▶ Exercise objective
Gather every line from the entries below that includes "impl".

(Saved entries)
▬▬▬
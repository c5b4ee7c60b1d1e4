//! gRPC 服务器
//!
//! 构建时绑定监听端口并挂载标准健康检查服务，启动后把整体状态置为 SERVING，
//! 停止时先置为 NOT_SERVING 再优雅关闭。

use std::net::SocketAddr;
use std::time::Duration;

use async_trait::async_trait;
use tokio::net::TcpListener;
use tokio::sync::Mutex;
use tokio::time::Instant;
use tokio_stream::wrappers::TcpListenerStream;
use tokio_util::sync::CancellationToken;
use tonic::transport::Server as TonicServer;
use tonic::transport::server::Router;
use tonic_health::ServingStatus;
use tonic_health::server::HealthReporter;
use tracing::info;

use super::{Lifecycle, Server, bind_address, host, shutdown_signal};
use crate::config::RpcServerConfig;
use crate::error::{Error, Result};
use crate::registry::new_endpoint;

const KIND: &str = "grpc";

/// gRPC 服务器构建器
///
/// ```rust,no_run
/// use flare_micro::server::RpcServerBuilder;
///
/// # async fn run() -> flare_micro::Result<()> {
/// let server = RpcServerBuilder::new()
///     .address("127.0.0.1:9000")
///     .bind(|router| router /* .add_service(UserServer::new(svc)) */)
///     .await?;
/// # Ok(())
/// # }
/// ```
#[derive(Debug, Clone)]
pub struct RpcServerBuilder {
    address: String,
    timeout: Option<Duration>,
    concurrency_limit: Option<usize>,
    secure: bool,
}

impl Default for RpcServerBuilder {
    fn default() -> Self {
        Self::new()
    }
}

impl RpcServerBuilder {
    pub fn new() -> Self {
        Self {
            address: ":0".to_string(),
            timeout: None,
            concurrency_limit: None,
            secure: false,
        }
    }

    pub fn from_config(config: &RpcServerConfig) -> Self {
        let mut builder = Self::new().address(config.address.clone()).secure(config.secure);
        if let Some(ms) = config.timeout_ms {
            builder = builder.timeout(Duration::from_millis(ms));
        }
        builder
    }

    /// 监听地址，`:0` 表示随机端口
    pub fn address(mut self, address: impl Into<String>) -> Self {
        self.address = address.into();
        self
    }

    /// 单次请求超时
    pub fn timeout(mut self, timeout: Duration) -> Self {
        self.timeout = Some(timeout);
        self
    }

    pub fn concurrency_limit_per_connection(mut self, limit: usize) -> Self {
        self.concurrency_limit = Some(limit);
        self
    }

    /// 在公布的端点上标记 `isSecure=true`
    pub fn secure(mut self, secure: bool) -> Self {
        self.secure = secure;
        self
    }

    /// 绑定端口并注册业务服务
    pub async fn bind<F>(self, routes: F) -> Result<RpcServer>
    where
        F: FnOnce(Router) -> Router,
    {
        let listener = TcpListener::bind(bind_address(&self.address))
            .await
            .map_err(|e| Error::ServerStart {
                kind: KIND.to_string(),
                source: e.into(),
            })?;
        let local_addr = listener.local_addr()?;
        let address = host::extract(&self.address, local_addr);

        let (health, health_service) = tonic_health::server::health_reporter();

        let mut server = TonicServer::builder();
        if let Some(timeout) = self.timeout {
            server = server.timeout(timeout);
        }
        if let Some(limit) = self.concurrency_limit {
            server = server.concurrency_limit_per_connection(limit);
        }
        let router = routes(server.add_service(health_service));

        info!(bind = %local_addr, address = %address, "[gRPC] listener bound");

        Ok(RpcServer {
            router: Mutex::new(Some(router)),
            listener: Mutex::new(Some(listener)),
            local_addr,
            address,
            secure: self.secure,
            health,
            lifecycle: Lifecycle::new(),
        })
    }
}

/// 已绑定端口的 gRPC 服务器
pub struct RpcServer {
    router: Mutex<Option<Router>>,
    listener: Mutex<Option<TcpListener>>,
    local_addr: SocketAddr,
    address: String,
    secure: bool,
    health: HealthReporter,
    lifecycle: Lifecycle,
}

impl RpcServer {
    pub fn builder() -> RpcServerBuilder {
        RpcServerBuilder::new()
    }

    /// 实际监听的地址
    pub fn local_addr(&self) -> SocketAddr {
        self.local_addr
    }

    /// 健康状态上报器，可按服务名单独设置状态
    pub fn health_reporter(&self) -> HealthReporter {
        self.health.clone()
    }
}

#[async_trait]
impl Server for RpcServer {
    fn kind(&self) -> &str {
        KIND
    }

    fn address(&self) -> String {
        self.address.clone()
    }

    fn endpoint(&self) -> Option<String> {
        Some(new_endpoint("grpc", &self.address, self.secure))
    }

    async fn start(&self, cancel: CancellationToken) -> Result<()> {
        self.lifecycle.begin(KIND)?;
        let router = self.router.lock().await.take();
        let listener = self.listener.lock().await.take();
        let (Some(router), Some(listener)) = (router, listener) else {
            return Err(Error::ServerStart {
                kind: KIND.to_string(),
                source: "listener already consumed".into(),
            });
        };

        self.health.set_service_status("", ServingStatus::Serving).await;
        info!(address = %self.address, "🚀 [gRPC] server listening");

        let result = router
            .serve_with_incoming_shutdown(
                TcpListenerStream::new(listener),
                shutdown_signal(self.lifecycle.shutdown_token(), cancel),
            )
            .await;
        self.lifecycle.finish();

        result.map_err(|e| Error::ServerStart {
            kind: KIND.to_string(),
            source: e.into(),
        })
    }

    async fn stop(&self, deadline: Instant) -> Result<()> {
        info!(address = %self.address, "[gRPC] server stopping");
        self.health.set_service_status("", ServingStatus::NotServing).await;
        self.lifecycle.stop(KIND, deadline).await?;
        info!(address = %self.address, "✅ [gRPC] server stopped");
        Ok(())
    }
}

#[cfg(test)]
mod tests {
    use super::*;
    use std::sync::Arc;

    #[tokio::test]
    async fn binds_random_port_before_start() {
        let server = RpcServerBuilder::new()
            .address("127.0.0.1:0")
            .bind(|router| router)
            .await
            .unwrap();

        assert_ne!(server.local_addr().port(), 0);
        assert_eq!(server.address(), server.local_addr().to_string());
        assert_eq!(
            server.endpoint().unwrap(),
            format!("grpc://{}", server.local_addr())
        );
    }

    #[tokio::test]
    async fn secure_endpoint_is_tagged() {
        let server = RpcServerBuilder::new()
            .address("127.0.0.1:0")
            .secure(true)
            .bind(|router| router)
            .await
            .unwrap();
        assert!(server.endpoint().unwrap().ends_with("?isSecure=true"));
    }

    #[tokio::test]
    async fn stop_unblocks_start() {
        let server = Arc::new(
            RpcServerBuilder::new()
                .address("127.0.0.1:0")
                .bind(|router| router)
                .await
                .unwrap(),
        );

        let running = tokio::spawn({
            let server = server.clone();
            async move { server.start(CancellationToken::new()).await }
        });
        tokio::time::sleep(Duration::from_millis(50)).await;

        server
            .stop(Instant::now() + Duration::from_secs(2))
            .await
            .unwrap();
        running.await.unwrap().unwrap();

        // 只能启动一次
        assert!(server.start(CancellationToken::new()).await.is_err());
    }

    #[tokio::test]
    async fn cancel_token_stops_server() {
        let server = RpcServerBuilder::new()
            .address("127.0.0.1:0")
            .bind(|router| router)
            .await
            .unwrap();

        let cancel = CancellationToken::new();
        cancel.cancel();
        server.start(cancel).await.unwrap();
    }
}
▬▬▬
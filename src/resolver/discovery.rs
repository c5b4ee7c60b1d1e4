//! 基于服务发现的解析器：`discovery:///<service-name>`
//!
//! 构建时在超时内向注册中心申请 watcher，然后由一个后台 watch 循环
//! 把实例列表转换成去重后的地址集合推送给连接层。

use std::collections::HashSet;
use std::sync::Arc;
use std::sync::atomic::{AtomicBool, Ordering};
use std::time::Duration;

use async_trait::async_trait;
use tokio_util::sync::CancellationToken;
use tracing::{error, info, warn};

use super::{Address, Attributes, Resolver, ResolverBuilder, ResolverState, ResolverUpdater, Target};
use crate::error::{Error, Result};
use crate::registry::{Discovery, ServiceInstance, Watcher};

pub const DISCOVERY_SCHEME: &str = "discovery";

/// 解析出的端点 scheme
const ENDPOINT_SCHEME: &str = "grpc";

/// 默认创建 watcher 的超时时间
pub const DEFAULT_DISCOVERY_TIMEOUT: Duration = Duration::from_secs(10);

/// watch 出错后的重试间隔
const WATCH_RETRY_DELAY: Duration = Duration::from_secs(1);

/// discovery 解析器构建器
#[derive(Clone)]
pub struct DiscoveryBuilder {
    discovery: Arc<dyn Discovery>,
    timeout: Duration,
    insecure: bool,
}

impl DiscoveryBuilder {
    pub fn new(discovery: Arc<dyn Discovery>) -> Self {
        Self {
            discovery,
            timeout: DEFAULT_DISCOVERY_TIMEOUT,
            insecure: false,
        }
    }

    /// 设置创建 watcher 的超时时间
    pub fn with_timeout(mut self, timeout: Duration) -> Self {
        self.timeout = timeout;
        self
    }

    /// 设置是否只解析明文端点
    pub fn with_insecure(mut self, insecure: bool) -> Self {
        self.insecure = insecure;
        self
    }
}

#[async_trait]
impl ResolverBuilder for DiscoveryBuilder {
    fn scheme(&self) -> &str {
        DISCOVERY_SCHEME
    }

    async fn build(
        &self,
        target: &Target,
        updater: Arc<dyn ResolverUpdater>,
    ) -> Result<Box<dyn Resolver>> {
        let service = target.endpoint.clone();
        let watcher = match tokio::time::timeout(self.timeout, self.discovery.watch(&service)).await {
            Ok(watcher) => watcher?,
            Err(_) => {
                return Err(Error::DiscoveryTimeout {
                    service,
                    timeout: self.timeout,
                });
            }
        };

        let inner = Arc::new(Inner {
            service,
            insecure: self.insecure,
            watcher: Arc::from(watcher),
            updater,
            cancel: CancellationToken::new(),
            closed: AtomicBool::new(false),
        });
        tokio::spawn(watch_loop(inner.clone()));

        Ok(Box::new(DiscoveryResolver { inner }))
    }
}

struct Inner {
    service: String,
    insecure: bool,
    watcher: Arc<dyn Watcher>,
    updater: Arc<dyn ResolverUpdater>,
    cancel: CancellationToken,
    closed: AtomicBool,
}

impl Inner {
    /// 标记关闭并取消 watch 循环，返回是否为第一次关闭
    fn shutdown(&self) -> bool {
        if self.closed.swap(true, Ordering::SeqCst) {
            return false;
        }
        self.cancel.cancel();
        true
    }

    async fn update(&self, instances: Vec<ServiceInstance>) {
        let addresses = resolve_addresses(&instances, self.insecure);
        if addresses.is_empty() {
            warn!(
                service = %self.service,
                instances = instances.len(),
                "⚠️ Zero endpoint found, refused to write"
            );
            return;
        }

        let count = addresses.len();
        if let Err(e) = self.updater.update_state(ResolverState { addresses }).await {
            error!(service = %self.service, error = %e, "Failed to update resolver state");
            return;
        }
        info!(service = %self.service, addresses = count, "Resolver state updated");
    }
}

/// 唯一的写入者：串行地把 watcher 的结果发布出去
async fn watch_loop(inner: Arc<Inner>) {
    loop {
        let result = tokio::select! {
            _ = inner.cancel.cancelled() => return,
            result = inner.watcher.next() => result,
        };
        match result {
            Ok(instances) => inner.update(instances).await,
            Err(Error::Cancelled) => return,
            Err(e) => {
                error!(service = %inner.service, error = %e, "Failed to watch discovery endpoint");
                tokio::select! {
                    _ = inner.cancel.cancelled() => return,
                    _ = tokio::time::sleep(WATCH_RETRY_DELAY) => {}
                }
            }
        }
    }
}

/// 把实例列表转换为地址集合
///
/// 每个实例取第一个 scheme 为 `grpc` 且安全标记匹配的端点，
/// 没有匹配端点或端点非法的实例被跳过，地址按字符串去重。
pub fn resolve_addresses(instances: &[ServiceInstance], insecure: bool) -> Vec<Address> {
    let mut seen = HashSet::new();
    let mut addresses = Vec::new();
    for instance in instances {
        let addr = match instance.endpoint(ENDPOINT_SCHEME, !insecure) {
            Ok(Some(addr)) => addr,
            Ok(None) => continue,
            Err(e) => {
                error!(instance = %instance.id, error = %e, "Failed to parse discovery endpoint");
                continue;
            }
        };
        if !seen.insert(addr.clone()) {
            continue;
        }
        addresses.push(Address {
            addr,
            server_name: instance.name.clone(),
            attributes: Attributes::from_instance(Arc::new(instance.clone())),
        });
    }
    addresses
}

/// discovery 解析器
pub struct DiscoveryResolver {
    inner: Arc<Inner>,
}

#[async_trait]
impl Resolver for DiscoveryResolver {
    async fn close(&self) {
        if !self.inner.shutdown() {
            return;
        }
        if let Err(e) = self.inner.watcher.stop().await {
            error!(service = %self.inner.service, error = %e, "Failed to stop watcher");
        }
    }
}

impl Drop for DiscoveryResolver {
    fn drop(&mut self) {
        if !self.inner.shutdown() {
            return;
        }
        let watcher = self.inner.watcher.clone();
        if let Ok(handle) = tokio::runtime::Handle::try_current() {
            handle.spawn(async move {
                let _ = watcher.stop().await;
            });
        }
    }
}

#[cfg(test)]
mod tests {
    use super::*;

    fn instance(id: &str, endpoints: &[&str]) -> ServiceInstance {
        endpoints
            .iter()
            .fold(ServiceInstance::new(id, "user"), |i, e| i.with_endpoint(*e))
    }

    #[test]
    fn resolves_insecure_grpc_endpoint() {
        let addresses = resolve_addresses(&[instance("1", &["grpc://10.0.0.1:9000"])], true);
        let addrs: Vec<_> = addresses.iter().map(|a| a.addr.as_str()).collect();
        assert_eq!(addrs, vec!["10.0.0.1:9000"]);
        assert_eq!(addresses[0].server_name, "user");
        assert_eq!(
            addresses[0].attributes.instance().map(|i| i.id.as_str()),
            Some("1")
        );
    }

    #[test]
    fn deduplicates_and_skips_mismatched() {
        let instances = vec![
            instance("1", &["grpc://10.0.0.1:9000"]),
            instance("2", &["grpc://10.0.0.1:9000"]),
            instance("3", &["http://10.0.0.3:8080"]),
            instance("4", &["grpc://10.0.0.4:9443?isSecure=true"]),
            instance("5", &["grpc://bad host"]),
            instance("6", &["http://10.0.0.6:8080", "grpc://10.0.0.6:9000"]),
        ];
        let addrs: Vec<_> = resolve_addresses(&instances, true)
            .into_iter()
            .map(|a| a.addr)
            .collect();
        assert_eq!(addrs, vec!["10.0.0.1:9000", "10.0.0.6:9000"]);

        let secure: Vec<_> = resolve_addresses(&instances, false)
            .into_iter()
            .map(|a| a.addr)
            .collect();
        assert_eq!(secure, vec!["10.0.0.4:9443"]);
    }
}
▬▬▬
▶ Expected output
impl Default for RpcServerBuilder {
impl RpcServerBuilder {
    pub fn address(mut self, address: impl Into<String>) -> Self {
impl RpcServer {
impl Server for RpcServer {
impl DiscoveryBuilder {
impl ResolverBuilder for DiscoveryBuilder {
impl Inner {
impl Resolver for DiscoveryResolver {
impl Drop for DiscoveryResolver {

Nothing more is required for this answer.